Seek and you will find
In any other context, it wouldn’t be great: On Sunday, November 28, a San Francisco resident who was feeling slightly ill was tested for COVID-19. The next day, it came back positive.
However, what set off the alarm was that this individual had recently returned from South Africa, where the newly discovered omicron variant had spread.
The sample from the person who traveled was marked for priority genetic sequencing that would reveal the genetic code of the virus that infected them, as well as determine if they had telltale omicron mutations.
Chiu, a microbiologist in San Francisco, was selected to perform the sequencing. At 6:00 p.m. on Tuesday, November 30, a few hours after Chiu first learned of the sample, he personally delivered it to his lab, packed in dry ice.

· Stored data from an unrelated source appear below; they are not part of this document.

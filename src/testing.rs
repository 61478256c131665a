//! Helpers for testing shape inference rules.

use crate::analysis::ShapeAnalysis;
use crate::graph::{Graph, OpKind, Operation, ValueId};
use crate::infer_shapes::InferError;
use crate::registry::infer_one;
use crate::shape_or_data::{ShapeOrData, TensorShapeOrData};

/// Builds a graph one operator at a time, running shape inference for each
/// operator as it is added.
pub(crate) struct Harness {
    pub graph: Graph,
    pub analysis: ShapeAnalysis,
}

impl Harness {
    pub fn new() -> Self {
        Self {
            graph: Graph::new(),
            analysis: ShapeAnalysis::new(),
        }
    }

    /// Add a graph input with the given record.
    pub fn input(&mut self, record: impl Into<ShapeOrData>) -> ValueId {
        let value = self.graph.add_value();
        self.analysis.set_shape_or_data(value, record).unwrap();
        value
    }

    /// Add an operator with a single result and infer its record.
    ///
    /// `configure` can be used to set attributes or other properties of the
    /// operation before it is added.
    pub fn run(
        &mut self,
        kind: OpKind,
        operands: impl IntoIterator<Item = ValueId>,
        configure: impl FnOnce(Operation) -> Operation,
    ) -> Result<ValueId, InferError> {
        let results = self.run_multi(kind, operands, 1, configure)?;
        Ok(results[0])
    }

    /// Add an operator with `n_results` results and infer their records.
    pub fn run_multi(
        &mut self,
        kind: OpKind,
        operands: impl IntoIterator<Item = ValueId>,
        n_results: usize,
        configure: impl FnOnce(Operation) -> Operation,
    ) -> Result<Vec<ValueId>, InferError> {
        let results = self.graph.add_values(n_results);
        let op = Operation::new(kind)
            .with_operands(operands)
            .with_results(results.iter().copied());
        let index = self.graph.add_op(configure(op));
        let op = self.graph.op(index).unwrap();
        infer_one(&op, &mut self.analysis)?;
        Ok(results)
    }

    pub fn tensor(&self, value: ValueId) -> &TensorShapeOrData {
        self.analysis.tensor(value).unwrap()
    }

    pub fn record(&self, value: ValueId) -> &ShapeOrData {
        self.analysis.shape_or_data(value).unwrap()
    }
}
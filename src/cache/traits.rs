//! Core types for the response cache.

use chrono::{DateTime, Utc};

use crate::http::{Request, Response};

/// A response read back from a cache store.
#[derive(Debug, Clone)]
pub struct CachedResponse {
  /// The stored response
  pub response: Response,
  /// When the response was stored
  pub cached_at: DateTime<Utc>,
}

/// A stored entry as listed by [`CacheStorage::entries`](super::storage::CacheStorage::entries).
#[derive(Debug, Clone)]
pub struct CacheEntry {
  pub request: Request,
  pub response: Response,
  pub cached_at: DateTime<Utc>,
}

/// A request waiting in the background-sync queue.
#[derive(Debug, Clone)]
pub struct PendingRequest {
  /// Queue id, unique even for identical requests
  pub id: i64,
  pub request: Request,
  pub queued_at: DateTime<Utc>,
}

/// Result from a cache operation, including data and metadata about the source.
#[derive(Debug, Clone)]
pub struct CacheResult<T> {
  /// The actual data
  pub data: T,
  /// Where the data came from
  pub source: CacheSource,
  /// When the data was cached (if from cache)
  pub cached_at: Option<DateTime<Utc>>,
}

impl<T> CacheResult<T> {
  /// Create a new cache result from a completed network round trip.
  pub fn from_network(data: T) -> Self {
    Self {
      data,
      source: CacheSource::Network,
      cached_at: None,
    }
  }

  /// Create a new cache result from cached data.
  pub fn from_cache(data: T, cached_at: DateTime<Utc>) -> Self {
    Self {
      data,
      source: CacheSource::Cache,
      cached_at: Some(cached_at),
    }
  }

  /// Create a new cache result for a synthesized offline answer.
  pub fn offline(data: T) -> Self {
    Self {
      data,
      source: CacheSource::Offline,
      cached_at: None,
    }
  }

  /// Create a new cache result for a request that bypassed the cache.
  pub fn passthrough(data: T) -> Self {
    Self {
      data,
      source: CacheSource::Passthrough,
      cached_at: None,
    }
  }
}

impl CacheResult<Response> {
  pub fn cached(cached: CachedResponse) -> Self {
    Self::from_cache(cached.response, cached.cached_at)
  }
}

/// Indicates where a response came from.
#[derive(Debug, Clone, Copy, PartialEq, Eq)]
pub enum CacheSource {
  /// Fresh data from network
  Network,
  /// Served from the cache store
  Cache,
  /// Neither cache nor network could answer; synthesized response
  Offline,
  /// Handed straight to the network without consulting the cache
  Passthrough,
}

impl std::fmt::Display for CacheSource {
  fn fmt(&self, f: &mut std::fmt::Formatter<'_>) -> std::fmt::Result {
    match self {
      CacheSource::Network => write!(f, "network"),
      CacheSource::Cache => write!(f, "cache"),
      CacheSource::Offline => write!(f, "offline"),
      CacheSource::Passthrough => write!(f, "passthrough"),
    }
  }
}
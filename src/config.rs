use color_eyre::{eyre::eyre, Result};
use serde::Deserialize;
use std::collections::BTreeMap;
use std::path::{Path, PathBuf};
use tracing::level_filters::LevelFilter;
use url::Url;

use crate::router::{default_rules, RouteRule, Strategy, StrategyTable};

#[derive(Debug, Clone, Deserialize)]
#[serde(default)]
pub struct Config {
  /// Application name, first half of the cache store name
  pub app: String,
  /// Cache version; bumping it invalidates every previously cached asset
  pub version: String,
  /// Site origin that relative paths resolve against
  pub origin: String,
  /// Page served to navigations when both network and cache fail
  pub offline_url: String,
  /// Paths fetched and stored at install time
  pub precache: Vec<String>,
  /// Ordered routing rules; first match wins
  pub routes: Vec<RouteRule>,
  /// Strategy for paths no rule matches
  pub default_strategy: Strategy,
  /// Network timeout in seconds
  pub timeout_secs: u64,
  /// Database path (defaults to $XDG_DATA_HOME/offcache/cache.db)
  pub database: Option<PathBuf>,
  pub sync: SyncConfig,
  pub notifications: NotificationConfig,
  pub logging: LoggingConfig,
}

#[derive(Debug, Clone, Deserialize)]
#[serde(default)]
pub struct SyncConfig {
  /// Sync tag -> URL substring selecting the queued requests it replays
  pub tags: BTreeMap<String, String>,
}

#[derive(Debug, Clone, Deserialize)]
#[serde(default)]
pub struct NotificationConfig {
  pub default_title: String,
  pub default_body: String,
  pub icon: String,
  pub badge: String,
  pub vibrate: Vec<u32>,
  pub open_title: String,
  pub open_icon: String,
  pub close_title: String,
  pub close_icon: String,
}

#[derive(Debug, Clone, Copy, Default, Deserialize, PartialEq, Eq)]
#[serde(rename_all = "lowercase")]
pub enum LogLevel {
  Error,
  Warn,
  #[default]
  Info,
  Debug,
  Trace,
}

impl From<LogLevel> for LevelFilter {
  fn from(level: LogLevel) -> Self {
    match level {
      LogLevel::Error => LevelFilter::ERROR,
      LogLevel::Warn => LevelFilter::WARN,
      LogLevel::Info => LevelFilter::INFO,
      LogLevel::Debug => LevelFilter::DEBUG,
      LogLevel::Trace => LevelFilter::TRACE,
    }
  }
}

#[derive(Debug, Clone, Default, Deserialize)]
#[serde(default)]
pub struct LoggingConfig {
  /// Default level when RUST_LOG is not set
  pub level: LogLevel,
  /// Also write a daily log file under the data directory
  pub file: bool,
  /// Log directory (defaults to $XDG_DATA_HOME/offcache/logs)
  pub directory: Option<PathBuf>,
}

impl Default for Config {
  fn default() -> Self {
    Self {
      app: "smdlabtech".to_string(),
      version: "1.0.0".to_string(),
      origin: "http://localhost:4000/".to_string(),
      offline_url: "/offline.html".to_string(),
      precache: [
        "/",
        "/index.html",
        "/assets/css/main.bundle.css",
        "/assets/js/main.bundle.js",
        "/manifest.json",
        "/favicon.ico",
        "/offline.html",
      ]
      .iter()
      .map(|p| p.to_string())
      .collect(),
      routes: default_rules(),
      default_strategy: Strategy::NetworkFirst,
      timeout_secs: 30,
      database: None,
      sync: SyncConfig::default(),
      notifications: NotificationConfig::default(),
      logging: LoggingConfig::default(),
    }
  }
}

impl Default for SyncConfig {
  fn default() -> Self {
    let tags = [
      ("newsletter-sync", "/api/newsletter"),
      ("contact-sync", "/api/contact"),
    ]
    .iter()
    .map(|(tag, filter)| (tag.to_string(), filter.to_string()))
    .collect();

    Self { tags }
  }
}

impl Default for NotificationConfig {
  fn default() -> Self {
    Self {
      default_title: "SMDLabTech".to_string(),
      default_body: "Nouveau contenu disponible".to_string(),
      icon: "/assets/img/icon-192.png".to_string(),
      badge: "/assets/img/badge-72.png".to_string(),
      vibrate: vec![100, 50, 100],
      open_title: "Voir".to_string(),
      open_icon: "/assets/img/icon-open.png".to_string(),
      close_title: "Fermer".to_string(),
      close_icon: "/assets/img/icon-close.png".to_string(),
    }
  }
}

impl Config {
  /// Load configuration from file.
  ///
  /// Search order:
  /// 1. Explicit path if provided
  /// 2. ./offcache.yaml (current directory)
  /// 3. $XDG_CONFIG_HOME/offcache/config.yaml
  ///
  /// Built-in defaults are used when no file is found.
  pub fn load(explicit_path: Option<&Path>) -> Result<Self> {
    let path = if let Some(p) = explicit_path {
      if p.exists() {
        Some(p.to_path_buf())
      } else {
        return Err(eyre!("Config file not found: {}", p.display()));
      }
    } else {
      Self::find_config_file()
    };

    let config = match path {
      Some(p) => Self::load_from_path(&p)?,
      None => Self::default(),
    };
    config.validate()?;

    Ok(config)
  }

  fn find_config_file() -> Option<PathBuf> {
    // Check current directory
    let local = PathBuf::from("offcache.yaml");
    if local.exists() {
      return Some(local);
    }

    // Check XDG config directory
    if let Some(config_dir) = dirs::config_dir() {
      let xdg_path = config_dir.join("offcache").join("config.yaml");
      if xdg_path.exists() {
        return Some(xdg_path);
      }
    }

    None
  }

  fn load_from_path(path: &Path) -> Result<Self> {
    let contents = std::fs::read_to_string(path)
      .map_err(|e| eyre!("Failed to read config file {}: {}", path.display(), e))?;

    Self::from_yaml(&contents)
      .map_err(|e| eyre!("Failed to parse config file {}: {}", path.display(), e))
  }

  pub fn from_yaml(contents: &str) -> Result<Self> {
    let config: Config = serde_yaml::from_str(contents)?;
    Ok(config)
  }

  fn validate(&self) -> Result<()> {
    let origin = self.origin_url()?;
    if !matches!(origin.scheme(), "http" | "https") {
      return Err(eyre!("Origin must be an http(s) URL: {}", origin));
    }
    if self.app.trim().is_empty() || self.version.trim().is_empty() {
      return Err(eyre!("Both app and version must be set"));
    }
    self.strategy_table()?;
    Ok(())
  }

  /// The versioned cache store name, e.g. `smdlabtech-v1.0.0`.
  pub fn cache_name(&self) -> String {
    format!("{}-v{}", self.app, self.version)
  }

  /// Compile the routing rules.
  pub fn strategy_table(&self) -> Result<StrategyTable> {
    StrategyTable::compile(&self.routes, self.default_strategy)
  }

  pub fn origin_url(&self) -> Result<Url> {
    Url::parse(&self.origin).map_err(|e| eyre!("Invalid origin '{}': {}", self.origin, e))
  }

  /// Resolve a path (or absolute URL) against the origin.
  pub fn resolve(&self, target: &str) -> Result<Url> {
    self
      .origin_url()?
      .join(target)
      .map_err(|e| eyre!("Invalid URL '{}': {}", target, e))
  }
}
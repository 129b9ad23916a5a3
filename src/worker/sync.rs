//! Background sync: replaying submissions that failed while offline.

use color_eyre::Result;
use std::collections::BTreeMap;
use tracing::{debug, info, warn};

use crate::cache::CacheStorage;
use crate::http::Request;
use crate::network::Network;

/// Outcome of replaying one sync tag.
#[derive(Debug, Clone, Default, PartialEq, Eq)]
pub struct SyncReport {
  /// Requests replayed successfully and removed from the queue
  pub replayed: usize,
  /// Matching requests that are still queued after this run
  pub remaining: usize,
}

/// Sync tags and the URL filter each of them replays.
#[derive(Debug, Clone)]
pub struct BackgroundSync {
  tags: BTreeMap<String, String>,
}

impl BackgroundSync {
  pub fn new(tags: BTreeMap<String, String>) -> Self {
    Self { tags }
  }

  /// The first tag whose filter matches the request URL.
  pub fn tag_for(&self, request: &Request) -> Option<&str> {
    self
      .tags
      .iter()
      .find(|(_, filter)| request.url.as_str().contains(filter.as_str()))
      .map(|(tag, _)| tag.as_str())
  }

  /// Replay every queued request matching `tag`'s filter.
  ///
  /// A request is removed once its replay gets a 2xx answer. Failed replays
  /// stay queued and do not stop the remaining ones. Unknown tags are ignored.
  pub async fn replay<S, N>(&self, tag: &str, storage: &S, network: &N) -> Result<SyncReport>
  where
    S: CacheStorage + ?Sized,
    N: Network + ?Sized,
  {
    let Some(filter) = self.tags.get(tag) else {
      debug!(tag, "Ignoring unknown sync tag");
      return Ok(SyncReport::default());
    };

    let mut report = SyncReport::default();
    let pending = storage.pending()?;

    for queued in pending
      .iter()
      .filter(|p| p.request.url.as_str().contains(filter.as_str()))
    {
      let request = &queued.request;
      match network.fetch(request).await {
        Ok(response) if response.is_success() => match storage.dequeue(queued.id) {
          Ok(_) => {
            info!(tag, url = %request.url, "Replayed queued request");
            report.replayed += 1;
          }
          Err(e) => {
            warn!(tag, url = %request.url, error = %e, "Replayed request could not be removed from queue");
            report.remaining += 1;
          }
        },
        Ok(response) => {
          warn!(tag, url = %request.url, status = response.status, "Replay rejected, keeping request queued");
          report.remaining += 1;
        }
        Err(e) => {
          warn!(tag, url = %request.url, error = %e, "Replay failed, keeping request queued");
          report.remaining += 1;
        }
      }
    }

    Ok(report)
  }
}

#[cfg(test)]
mod tests {
  use super::*;
  use crate::cache::SqliteStorage;
  use crate::config::SyncConfig;
  use crate::http::Response;
  use crate::network::testing::FakeNetwork;
  use reqwest::Method;
  use url::Url;

  fn post(path: &str, body: &str) -> Request {
    Request::get(Url::parse("https://site.test").unwrap().join(path).unwrap())
      .with_method(Method::POST)
      .with_body(body)
  }

  fn sync() -> BackgroundSync {
    BackgroundSync::new(SyncConfig::default().tags)
  }

  #[test]
  fn test_tag_for() {
    let sync = sync();
    assert_eq!(sync.tag_for(&post("/api/newsletter", "")), Some("newsletter-sync"));
    assert_eq!(sync.tag_for(&post("/api/contact?lang=fr", "")), Some("contact-sync"));
    assert_eq!(sync.tag_for(&post("/api/comments", "")), None);
  }

  #[tokio::test]
  async fn test_replay_removes_successful_requests_for_tag_only() {
    let storage = SqliteStorage::open_in_memory().unwrap();
    let network = FakeNetwork::new();
    network.serve("/api/newsletter", "subscribed");
    network.serve("/api/contact", "sent");

    storage.enqueue(&post("/api/newsletter", "a@b.c")).unwrap();
    storage.enqueue(&post("/api/contact", "hello")).unwrap();

    let report = sync()
      .replay("newsletter-sync", &storage, &network)
      .await
      .unwrap();
    assert_eq!(report, SyncReport { replayed: 1, remaining: 0 });

    let pending = storage.pending().unwrap();
    assert_eq!(pending.len(), 1);
    assert!(pending[0].request.url.path().ends_with("/api/contact"));
  }

  #[tokio::test]
  async fn test_replay_sends_every_queued_body() {
    let storage = SqliteStorage::open_in_memory().unwrap();
    let network = FakeNetwork::new();
    network.serve("/api/newsletter", "subscribed");

    storage.enqueue(&post("/api/newsletter", "email=alice@x")).unwrap();
    storage.enqueue(&post("/api/newsletter", "email=bob@x")).unwrap();
    assert_eq!(storage.pending().unwrap().len(), 2);

    let report = sync()
      .replay("newsletter-sync", &storage, &network)
      .await
      .unwrap();
    assert_eq!(report, SyncReport { replayed: 2, remaining: 0 });
    assert_eq!(network.bodies(), vec!["email=alice@x", "email=bob@x"]);
    assert!(storage.pending().unwrap().is_empty());
  }

  #[tokio::test]
  async fn test_replay_keeps_failed_requests() {
    let storage = SqliteStorage::open_in_memory().unwrap();
    let network = FakeNetwork::new();
    network.respond("/api/contact", Response::new(500, "down"));

    storage.enqueue(&post("/api/contact", "first")).unwrap();
    storage.enqueue(&post("/api/contact?retry=1", "second")).unwrap();

    let report = sync().replay("contact-sync", &storage, &network).await.unwrap();
    assert_eq!(report, SyncReport { replayed: 0, remaining: 2 });
    assert_eq!(network.calls(), 2);
    assert_eq!(storage.pending().unwrap().len(), 2);

    network.set_online(false);
    let report = sync().replay("contact-sync", &storage, &network).await.unwrap();
    assert_eq!(report.remaining, 2);
  }

  #[tokio::test]
  async fn test_unknown_tag_is_ignored() {
    let storage = SqliteStorage::open_in_memory().unwrap();
    let network = FakeNetwork::new();
    storage.enqueue(&post("/api/contact", "hello")).unwrap();

    let report = sync().replay("other-sync", &storage, &network).await.unwrap();
    assert_eq!(report, SyncReport::default());
    assert_eq!(network.calls(), 0);
  }
}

Chiu and his colleagues soon got to work. Although creating the entire sequence takes hours, the scientists opted for a technique known as nano-sequencing, which allowed them to analyze the results in real time, while the process was still going on.
“As the data accumulated, we were able to identify more and more mutations,” Chiu recalls.
Before dawn, he was certain: he is an omicron, and he was The first case has been detected in the United States. It’s been less than a week since South Africa publicly announced the existence of the surrogate.
We cannot fight what we cannot see, and preventing the next pandemic begins with discovering and monitoring the pathogens that threaten us. In that sense, at least, “we’re significantly better than last year,” said Joseph Fofer, a genetic epidemiologist at the University of Nebraska Medical Center in Omaha.